To optimize the FA assay for detecting AFB1, we investigated the effects of the number of added tandem G bases at the terminal of the cDNA, the ratio of aptamer probe to cDNA, metal ions in binding buffer, pH of binding buffer, and incubation time. As shown in Fig. 2, the FA of TMR label in formed duplex of TMR-Apt and different cDNAs (cDNA14, cDNA14-G1, cDNA14-G2, cDNA14-G3, cDNA14-G4, and cDNA14-G5) increased with increasing number of tandem G bases from 1 to 4. It suggests that the TMR-G interaction is enhanced with the increase of G bases. The FA value of TMR label in the formed duplex began to decrease when cDNA14-G5 was incubated with TMR-Apt. The presence of AFB1 caused FA decrease for all the tested cDNA, and the number of G bases in cDNA showed negligible effect on the FA of duplex in the presence of 200 nmol/L AFB1. The maximum FA decrease caused by 200 nmol/L AFB1 was obtained when cDNA14-G4 was applied. Therefore, cDNA14-G4 was chosen for further experiment.

Download:
Fig. 2. Effect of the number of extension G bases at the 3' end of cDNA (20 nmol/L) on the FA of TMR-Apt (5 nmol/L) in the absence and in the presence of AFB1 (200 nmol/L).

Then, we investigated the effect of ratio of TMR-Apt to cDNA14-G4 on the FA signals in the absence and in the presence of 200 nmol/L AFB1. As shown in Fig. 3, the FA of TMR label in the blank sample gradually increased with the increase of ratio of TMR-Apt to cDNA14-G4 from 1:1 to 1:4. No further increase in FA signals of blank samples was observed with further increase of the ratio. It shows that increasing the amount of cDNA can facilitate the formation of duplex. The FA value upon addition of 200 nmol/L AFB1 was constant with the increase of ratio of aptamer probe to cDNA. Therefore, FA measurement was performed with the ratio of aptamer probe to cDNA at 1:4 because a larger AFB1 caused FA change was obtained at this condition.

Download:
Fig. 3. Effect of the ratio of TMR-labeled aptamer to cDNA14-G4 on the FA values of TMR-Apt (5 nmol/L) in the absence and in the presence of AFB1 (200 nmol/L).

The concentration of MgCl2 in binding buffer significantly influenced the FA assay (Fig. S2 in Supporting information). Without MgCl2 in the binding buffer, the presence of AFB1 only caused little FA signal changes. With increase of MgCl2, the FA changes caused by AFB1 increased. When MgCl2 was at 10 mmol/L or higher, the AFB1-induced FA changes became large and steady. In the binding buffer containing varying concentrations of NaCl instead of MgCl2, the FA signals only slightly changed in the presence of AFB1 (Fig. S3 in Supporting information). The results show MgCl2 is critical and more important than NaCl for the FA assay because MgCl2 is required for the affinity binding between aptamer and AFB1. As Fig. S4 (Supporting information) shows, the low solution pH is not favorable for the FA assay, which may weaken the binding affinity of aptamer. The buffer containing 10 mmol/L Tris—HCl (pH 7.5), 50 mmol/L MgCl2, 50 mmol/L NaCl, and 0.1% Tween 20 was chosen as the binding buffer in the assay.

The incubation time had influence on the FA assay. As shown in Fig. S5 (Supporting information), the FA of the duplex of TMR-Apt and cDNA14-G4 gradually increased with the increase of incuba-tion time from 10 min to 30 min and then leveled off. Therefore, FA measurement was performed after 30 min incubation because a large signal change was caused by AFB1.

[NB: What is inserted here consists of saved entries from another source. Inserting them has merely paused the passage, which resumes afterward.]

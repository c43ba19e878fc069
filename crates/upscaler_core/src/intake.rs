use base64::engine::general_purpose::STANDARD;
use base64::Engine;
use thiserror::Error;

use crate::IntakePolicy;

/// A file offered by the user, before validation.
#[derive(Debug, Clone, PartialEq, Eq)]
pub struct FileCandidate {
    pub name: String,
    pub mime: String,
    pub bytes: Vec<u8>,
}

/// The single accepted file plus its inline preview.
#[derive(Debug, Clone, PartialEq, Eq)]
pub struct SelectedFile {
    pub name: String,
    pub mime: String,
    pub bytes: Vec<u8>,
    /// `data:<mime>;base64,...` rendition of `bytes`.
    pub preview: String,
}

impl SelectedFile {
    pub fn size(&self) -> u64 {
        self.bytes.len() as u64
    }
}

#[derive(Debug, Clone, PartialEq, Eq, Error)]
pub enum IntakeRejection {
    #[error("{mime:?} is not an image type")]
    NotAnImage { mime: String },
    #[error("file is empty")]
    Empty,
    #[error("file is {size} bytes, limit is {max}")]
    TooLarge { size: u64, max: u64 },
}

pub fn accept_file(
    candidate: FileCandidate,
    policy: &IntakePolicy,
) -> Result<SelectedFile, IntakeRejection> {
    let mime = candidate.mime.trim().to_ascii_lowercase();
    if !mime.starts_with("image/") {
        return Err(IntakeRejection::NotAnImage { mime });
    }
    if candidate.bytes.is_empty() {
        return Err(IntakeRejection::Empty);
    }
    let size = candidate.bytes.len() as u64;
    if size > policy.max_bytes {
        return Err(IntakeRejection::TooLarge {
            size,
            max: policy.max_bytes,
        });
    }

    let preview = format!("data:{};base64,{}", mime, STANDARD.encode(&candidate.bytes));
    Ok(SelectedFile {
        name: candidate.name,
        mime,
        bytes: candidate.bytes,
        preview,
    })
}

#[cfg(test)]
mod tests {
    use super::*;

    fn candidate(mime: &str, bytes: &[u8]) -> FileCandidate {
        FileCandidate {
            name: "cat.png".to_string(),
            mime: mime.to_string(),
            bytes: bytes.to_vec(),
        }
    }

    #[test]
    fn image_gets_data_url_preview() {
        let selected = accept_file(candidate("image/png", b"abc"), &IntakePolicy::default())
            .expect("accepted");
        assert_eq!(selected.preview, "data:image/png;base64,YWJj");
        assert_eq!(selected.size(), 3);
    }

    #[test]
    fn non_image_is_rejected() {
        let err = accept_file(candidate("text/plain", b"abc"), &IntakePolicy::default())
            .unwrap_err();
        assert_eq!(
            err,
            IntakeRejection::NotAnImage {
                mime: "text/plain".to_string()
            }
        );
    }

    #[test]
    fn oversize_is_rejected() {
        let policy = IntakePolicy { max_bytes: 2 };
        let err = accept_file(candidate("image/jpeg", b"abc"), &policy).unwrap_err();
        assert_eq!(err, IntakeRejection::TooLarge { size: 3, max: 2 });
    }
}
//! HTTP handlers in front of the session manager

pub mod auth;
pub mod requests;

pub use auth::{auth_routes, ProblemDetails};
pub use requests::{SignInRequest, SignUpRequest};
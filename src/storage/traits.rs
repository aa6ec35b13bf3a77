//! Abstract storage interfaces for pluggable backends
//!
//! The engine never owns user records or the issued-token registry. Both live
//! behind these traits so that many engine instances can share them.

use async_trait::async_trait;
use std::sync::Arc;
use std::time::Duration;

use crate::auth::user::{Claim, UserIdentity};
use crate::error::Result;

/// Outcome of asking the user store to create an account
#[derive(Debug, Clone)]
pub enum ProvisioningResult {
    Created(UserIdentity),
    /// Rejected by the store (duplicate email, weak password...), with its reasons
    Rejected(Vec<String>),
}

/// User store interface
#[async_trait]
pub trait UserStore: Send + Sync {
    /// Create a user with the given credentials
    async fn create_user(&self, email: &str, password: &str) -> Result<ProvisioningResult>;

    async fn find_by_email(&self, email: &str) -> Result<Option<UserIdentity>>;

    async fn find_by_id(&self, user_id: &str) -> Result<Option<UserIdentity>>;

    /// Check a password against the stored hash. A mismatch counts as a failed
    /// attempt and may lock the account.
    async fn check_password(&self, user: &UserIdentity, password: &str) -> Result<bool>;

    async fn is_locked_out(&self, user: &UserIdentity) -> Result<bool>;

    async fn is_email_confirmed(&self, user: &UserIdentity) -> Result<bool>;

    async fn set_lockout_enabled(&self, user: &UserIdentity, enabled: bool) -> Result<()>;

    async fn get_claims(&self, user: &UserIdentity) -> Result<Vec<Claim>>;

    async fn get_roles(&self, user: &UserIdentity) -> Result<Vec<String>>;
}

/// Key/value store with per-entry TTL recording issued tokens
#[async_trait]
pub trait TokenCache: Send + Sync {
    /// Store `value` under `key` for `ttl`, indexed under `subject_id`
    async fn set(&self, subject_id: &str, key: &str, value: &str, ttl: Duration) -> Result<()>;

    async fn get(&self, key: &str) -> Result<Option<String>>;

    /// Remove a single entry; missing keys are not an error
    async fn delete(&self, key: &str) -> Result<()>;

    /// Remove every entry recorded for the subject and return how many were removed
    async fn delete_by_subject(&self, subject_id: &str) -> Result<usize>;
}

/// Shared reference to a user store
pub type SharedUserStore = Arc<dyn UserStore>;

/// Shared reference to a token cache
pub type SharedTokenCache = Arc<dyn TokenCache>;
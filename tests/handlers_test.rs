use serde_json::{json, Value};
use std::sync::Arc;
use std::time::Duration;
use warp::http::StatusCode;
use warp::Filter;

use authme::auth::SessionManager;
use authme::config::JwtOptions;
use authme::handlers::auth_routes;
use authme::storage::{MemoryTokenCache, MemoryUserStore};

const SECRET: &str = "handler_signing_key_0d4b8e61_f29c_7a35";
const PASSWORD: &str = "Sup3r!secret";

fn routes() -> impl Filter<Extract = (warp::reply::Response,), Error = std::convert::Infallible> + Clone + 'static
{
    let options = JwtOptions::new(SECRET, "authme-tests", "authme-test-clients")
        .with_access_token_ttl(Duration::from_secs(900))
        .with_refresh_token_ttl(Duration::from_secs(3600));
    let sessions = SessionManager::new(
        Arc::new(MemoryUserStore::new()),
        Arc::new(MemoryTokenCache::new()),
        options,
    )
    .unwrap();
    auth_routes(Arc::new(sessions), Duration::from_millis(10))
}

fn body(response: &warp::http::Response<warp::hyper::body::Bytes>) -> Value {
    serde_json::from_slice(response.body()).unwrap()
}

#[tokio::test]
async fn test_health() {
    let api = routes();
    let resp = warp::test::request().method("GET").path("/health").reply(&api).await;
    assert_eq!(resp.status(), StatusCode::OK);
    assert_eq!(resp.body(), "OK");
}

#[tokio::test]
async fn test_sign_up_then_sign_in() {
    let api = routes();

    let resp = warp::test::request()
        .method("POST")
        .path("/api/v1/user/sign-up")
        .json(&json!({
            "email": "alice@example.com",
            "password": PASSWORD,
            "passwordConfirmation": PASSWORD
        }))
        .reply(&api)
        .await;
    assert_eq!(resp.status(), StatusCode::OK);
    let created = body(&resp);
    assert_eq!(created["success"], true);
    assert!(created.get("accessToken").is_none());

    let resp = warp::test::request()
        .method("POST")
        .path("/api/v1/user/sign-in")
        .json(&json!({ "email": "alice@example.com", "password": PASSWORD }))
        .reply(&api)
        .await;
    assert_eq!(resp.status(), StatusCode::OK);
    let signed_in = body(&resp);
    assert_eq!(signed_in["success"], true);
    assert!(signed_in["accessToken"].is_string());
    assert!(signed_in["refreshToken"].is_string());
    assert_eq!(signed_in["errors"], json!([]));
}

#[tokio::test]
async fn test_sign_up_validation_errors() {
    let api = routes();
    let resp = warp::test::request()
        .method("POST")
        .path("/api/v1/user/sign-up")
        .json(&json!({
            "email": "not-an-email",
            "password": PASSWORD,
            "passwordConfirmation": "Different!1"
        }))
        .reply(&api)
        .await;

    assert_eq!(resp.status(), StatusCode::BAD_REQUEST);
    let problem = body(&resp);
    assert_eq!(problem["status"], 400);
    let errors = problem["errors"].as_array().unwrap();
    assert!(errors.iter().any(|e| e == "The Email field is invalid"));
    assert!(errors.iter().any(|e| e == "Passwords must match"));
}

#[tokio::test]
async fn test_duplicate_sign_up_is_bad_request() {
    let api = routes();
    let request = json!({
        "email": "bob@example.com",
        "password": PASSWORD,
        "passwordConfirmation": PASSWORD
    });

    for expected in [StatusCode::OK, StatusCode::BAD_REQUEST] {
        let resp = warp::test::request()
            .method("POST")
            .path("/api/v1/user/sign-up")
            .json(&request)
            .reply(&api)
            .await;
        assert_eq!(resp.status(), expected);
    }
}

#[tokio::test]
async fn test_bad_credentials_unauthorized() {
    let api = routes();
    let resp = warp::test::request()
        .method("POST")
        .path("/api/v1/user/sign-in")
        .json(&json!({ "email": "nobody@example.com", "password": PASSWORD }))
        .reply(&api)
        .await;

    assert_eq!(resp.status(), StatusCode::UNAUTHORIZED);
    let result = body(&resp);
    assert_eq!(result["success"], false);
    assert_eq!(result["errors"], json!(["Username or password is incorrect"]));
}

#[tokio::test]
async fn test_malformed_body_is_bad_request() {
    let api = routes();
    let resp = warp::test::request()
        .method("POST")
        .path("/api/v1/user/sign-in")
        .header("content-type", "application/json")
        .body("{not json")
        .reply(&api)
        .await;
    assert_eq!(resp.status(), StatusCode::BAD_REQUEST);
}

#[tokio::test]
async fn test_refresh_and_sign_out_flow() {
    let api = routes();

    warp::test::request()
        .method("POST")
        .path("/api/v1/user/sign-up")
        .json(&json!({
            "email": "carol@example.com",
            "password": PASSWORD,
            "passwordConfirmation": PASSWORD
        }))
        .reply(&api)
        .await;

    let resp = warp::test::request()
        .method("POST")
        .path("/api/v1/user/sign-in")
        .json(&json!({ "email": "carol@example.com", "password": PASSWORD }))
        .reply(&api)
        .await;
    let refresh_token = body(&resp)["refreshToken"].as_str().unwrap().to_string();

    let resp = warp::test::request()
        .method("POST")
        .path("/api/v1/user/refresh-token")
        .header("authorization", format!("Bearer {}", refresh_token))
        .reply(&api)
        .await;
    assert_eq!(resp.status(), StatusCode::OK);
    let access_token = body(&resp)["accessToken"].as_str().unwrap().to_string();

    let resp = warp::test::request()
        .method("POST")
        .path("/api/v1/user/sign-out")
        .header("authorization", format!("Bearer {}", access_token))
        .reply(&api)
        .await;
    assert_eq!(resp.status(), StatusCode::NO_CONTENT);

    // Every token of the subject is gone after sign-out
    let resp = warp::test::request()
        .method("POST")
        .path("/api/v1/user/refresh-token")
        .header("authorization", format!("Bearer {}", refresh_token))
        .reply(&api)
        .await;
    assert_eq!(resp.status(), StatusCode::UNAUTHORIZED);
}

#[tokio::test]
async fn test_missing_bearer_unauthorized() {
    let api = routes();
    let resp = warp::test::request()
        .method("POST")
        .path("/api/v1/user/sign-out")
        .reply(&api)
        .await;
    assert_eq!(resp.status(), StatusCode::UNAUTHORIZED);
}

#[tokio::test]
async fn test_unknown_route_not_found() {
    let api = routes();
    let resp = warp::test::request()
        .method("GET")
        .path("/api/v1/user/profile")
        .reply(&api)
        .await;
    assert_eq!(resp.status(), StatusCode::NOT_FOUND);
}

Under optimal conditions, we successfully achieved detection of AFB1 in the FA assays using TMR-Apt (5 nmol/L) and cDNA14-G4 (20 nmol/L). As Fig. 4 shows, the FA of TMR label gradually decreased with the increase of AFB1. The detection limit of AFB1 was about 125 pmol/L (~0.039 mg/kg) (determined by S/N = 3), with dynamic detection range from 125 pmol/L to 31.2 nmol/L. The limit of quantitation was about 0.5 nmol/L (determined by S/N = 10). As comparison, when the incubation temperature at 25 C was applied (Fig. S6 in Supporting information), the detection limit increased to 15.6 nmol/L, suggesting the low incubation temperature is preferred for our FA assay to achieve better performance. The detection limit of our assay is lower than the maximum regulation levels of AFB1 allowed in food products set by the European Union (2 mg/kg) and World Health Organization (WHO, 5 mg/kg) [3]. The maximum net FA decrease caused by AFB1 was about 0.080, and the corresponding maximum net fluorescence polarization (FP) decrease was 0.094 (Fig. S7 in Supporting information). As shown in Table S2 (Supporting information), the detection limit of this assay is lower than the immune-FP assays and is comparable to some aptamer structure switch FP/FA assays using protein and nano-materials as enhancer [20, 26-28], but higher than that of the aptamer FA/FP assay using multiple amplifications [29]. Our method only needs two DNA sequences, much simpler than the aptamer structure switch FA assay using proteins or nanoparticles to enhance signal change caused by target binding. Compared to other aptamer-based methods without using FA analysis for AFB1 detection, our detection limit is comparable to or better than some assays [30-33], although the detection limit of our assay is higher than that of the assay using PCR amplification [34]. Compared with the chromatography-based methods, which are standard methods for AFB1 detection, our assay is more simple and rapid, and the detection limit of our method is comparable to or lower than that of some chromatography based methods [2].

Download:
Fig. 4. Detection of AFB1 by the FA assay using TMR-Apt and cDNA14-G4.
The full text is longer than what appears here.